• [The task]: The answer is the set of lines that include "count", copied from the data below.

Segment Open

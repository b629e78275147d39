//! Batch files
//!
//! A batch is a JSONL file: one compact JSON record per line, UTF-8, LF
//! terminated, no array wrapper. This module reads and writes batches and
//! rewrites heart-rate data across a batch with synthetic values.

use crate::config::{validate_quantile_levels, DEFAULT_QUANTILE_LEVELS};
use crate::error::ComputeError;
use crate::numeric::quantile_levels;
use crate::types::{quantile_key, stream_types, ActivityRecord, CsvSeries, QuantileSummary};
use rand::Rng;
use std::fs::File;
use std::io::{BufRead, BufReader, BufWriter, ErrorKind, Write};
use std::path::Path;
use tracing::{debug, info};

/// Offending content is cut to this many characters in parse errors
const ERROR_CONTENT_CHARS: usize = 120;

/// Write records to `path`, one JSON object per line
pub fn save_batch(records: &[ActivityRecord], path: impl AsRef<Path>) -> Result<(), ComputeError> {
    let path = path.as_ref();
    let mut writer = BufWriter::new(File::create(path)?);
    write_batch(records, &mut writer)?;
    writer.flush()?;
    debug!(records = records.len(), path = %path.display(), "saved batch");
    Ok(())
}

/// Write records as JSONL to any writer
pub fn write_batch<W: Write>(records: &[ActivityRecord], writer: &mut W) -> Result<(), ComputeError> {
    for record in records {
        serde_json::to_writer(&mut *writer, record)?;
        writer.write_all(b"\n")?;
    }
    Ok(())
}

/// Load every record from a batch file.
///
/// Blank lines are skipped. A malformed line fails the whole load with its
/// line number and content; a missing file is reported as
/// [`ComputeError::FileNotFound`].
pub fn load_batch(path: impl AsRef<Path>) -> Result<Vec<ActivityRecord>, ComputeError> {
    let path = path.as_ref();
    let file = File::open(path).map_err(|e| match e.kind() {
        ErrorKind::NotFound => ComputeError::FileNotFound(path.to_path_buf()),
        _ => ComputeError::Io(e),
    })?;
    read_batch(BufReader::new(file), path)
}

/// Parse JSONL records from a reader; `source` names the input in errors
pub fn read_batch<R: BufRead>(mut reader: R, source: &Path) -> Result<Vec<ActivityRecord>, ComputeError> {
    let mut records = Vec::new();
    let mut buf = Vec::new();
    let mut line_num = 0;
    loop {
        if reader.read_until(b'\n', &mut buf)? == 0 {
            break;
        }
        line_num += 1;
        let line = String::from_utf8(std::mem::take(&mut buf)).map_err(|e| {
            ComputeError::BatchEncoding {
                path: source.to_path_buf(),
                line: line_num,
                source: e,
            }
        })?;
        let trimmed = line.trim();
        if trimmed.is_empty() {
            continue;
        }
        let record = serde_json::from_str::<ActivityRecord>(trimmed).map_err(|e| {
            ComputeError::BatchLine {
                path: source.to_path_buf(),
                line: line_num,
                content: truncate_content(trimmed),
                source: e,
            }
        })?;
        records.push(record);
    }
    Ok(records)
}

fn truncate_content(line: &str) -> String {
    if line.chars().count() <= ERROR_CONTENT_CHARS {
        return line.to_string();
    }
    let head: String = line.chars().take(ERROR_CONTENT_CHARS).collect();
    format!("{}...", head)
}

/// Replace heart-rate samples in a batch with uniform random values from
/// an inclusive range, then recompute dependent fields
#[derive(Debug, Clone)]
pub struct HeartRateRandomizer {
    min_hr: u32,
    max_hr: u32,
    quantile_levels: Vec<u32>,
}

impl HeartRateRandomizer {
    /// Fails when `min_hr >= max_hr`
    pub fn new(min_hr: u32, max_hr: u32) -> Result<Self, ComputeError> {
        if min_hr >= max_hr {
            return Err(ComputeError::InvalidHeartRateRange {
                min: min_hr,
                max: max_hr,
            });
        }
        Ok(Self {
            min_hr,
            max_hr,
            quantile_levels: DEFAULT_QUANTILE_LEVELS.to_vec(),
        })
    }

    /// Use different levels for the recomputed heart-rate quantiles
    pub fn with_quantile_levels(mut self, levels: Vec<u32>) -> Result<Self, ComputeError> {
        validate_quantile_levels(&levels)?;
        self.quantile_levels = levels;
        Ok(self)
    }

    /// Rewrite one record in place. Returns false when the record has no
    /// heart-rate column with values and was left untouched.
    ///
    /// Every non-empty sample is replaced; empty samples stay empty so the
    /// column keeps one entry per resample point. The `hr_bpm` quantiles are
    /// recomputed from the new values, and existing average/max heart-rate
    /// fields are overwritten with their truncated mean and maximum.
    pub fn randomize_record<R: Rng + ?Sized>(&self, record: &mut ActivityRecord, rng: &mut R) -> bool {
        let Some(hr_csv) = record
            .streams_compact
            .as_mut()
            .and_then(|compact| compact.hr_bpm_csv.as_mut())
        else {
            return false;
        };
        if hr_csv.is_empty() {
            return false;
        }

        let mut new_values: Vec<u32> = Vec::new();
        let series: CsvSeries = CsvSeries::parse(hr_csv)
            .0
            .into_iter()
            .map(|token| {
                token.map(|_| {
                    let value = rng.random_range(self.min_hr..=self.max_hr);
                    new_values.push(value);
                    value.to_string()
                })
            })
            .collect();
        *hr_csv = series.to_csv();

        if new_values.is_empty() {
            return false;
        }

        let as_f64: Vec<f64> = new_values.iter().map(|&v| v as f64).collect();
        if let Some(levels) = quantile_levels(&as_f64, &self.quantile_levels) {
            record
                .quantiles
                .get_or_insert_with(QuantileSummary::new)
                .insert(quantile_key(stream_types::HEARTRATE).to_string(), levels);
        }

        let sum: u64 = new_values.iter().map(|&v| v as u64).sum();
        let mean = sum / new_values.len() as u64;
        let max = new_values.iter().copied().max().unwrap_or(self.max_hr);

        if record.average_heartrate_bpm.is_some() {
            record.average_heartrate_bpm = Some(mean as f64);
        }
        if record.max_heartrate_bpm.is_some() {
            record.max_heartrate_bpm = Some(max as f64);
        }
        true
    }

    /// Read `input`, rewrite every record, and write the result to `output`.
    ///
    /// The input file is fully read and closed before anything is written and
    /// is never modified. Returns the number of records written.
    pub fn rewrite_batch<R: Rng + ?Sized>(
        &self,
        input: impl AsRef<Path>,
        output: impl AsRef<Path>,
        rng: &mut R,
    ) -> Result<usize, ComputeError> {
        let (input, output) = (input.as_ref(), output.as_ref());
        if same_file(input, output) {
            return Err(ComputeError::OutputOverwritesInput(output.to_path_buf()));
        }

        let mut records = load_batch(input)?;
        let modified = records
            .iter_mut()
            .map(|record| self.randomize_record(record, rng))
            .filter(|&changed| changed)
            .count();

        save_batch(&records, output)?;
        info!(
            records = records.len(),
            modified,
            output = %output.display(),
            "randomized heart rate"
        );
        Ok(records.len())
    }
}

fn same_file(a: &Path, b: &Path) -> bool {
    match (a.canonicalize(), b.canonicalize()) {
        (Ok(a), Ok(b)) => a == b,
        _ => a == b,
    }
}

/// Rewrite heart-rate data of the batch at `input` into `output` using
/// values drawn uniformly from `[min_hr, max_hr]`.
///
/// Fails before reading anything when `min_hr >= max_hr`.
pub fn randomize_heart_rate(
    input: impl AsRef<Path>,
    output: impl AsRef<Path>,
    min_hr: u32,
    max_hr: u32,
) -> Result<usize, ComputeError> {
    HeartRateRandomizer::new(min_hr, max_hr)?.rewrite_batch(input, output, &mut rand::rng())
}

Segment Closed

• [Written solution]:
    if line.chars().count() <= ERROR_CONTENT_CHARS {
            .count();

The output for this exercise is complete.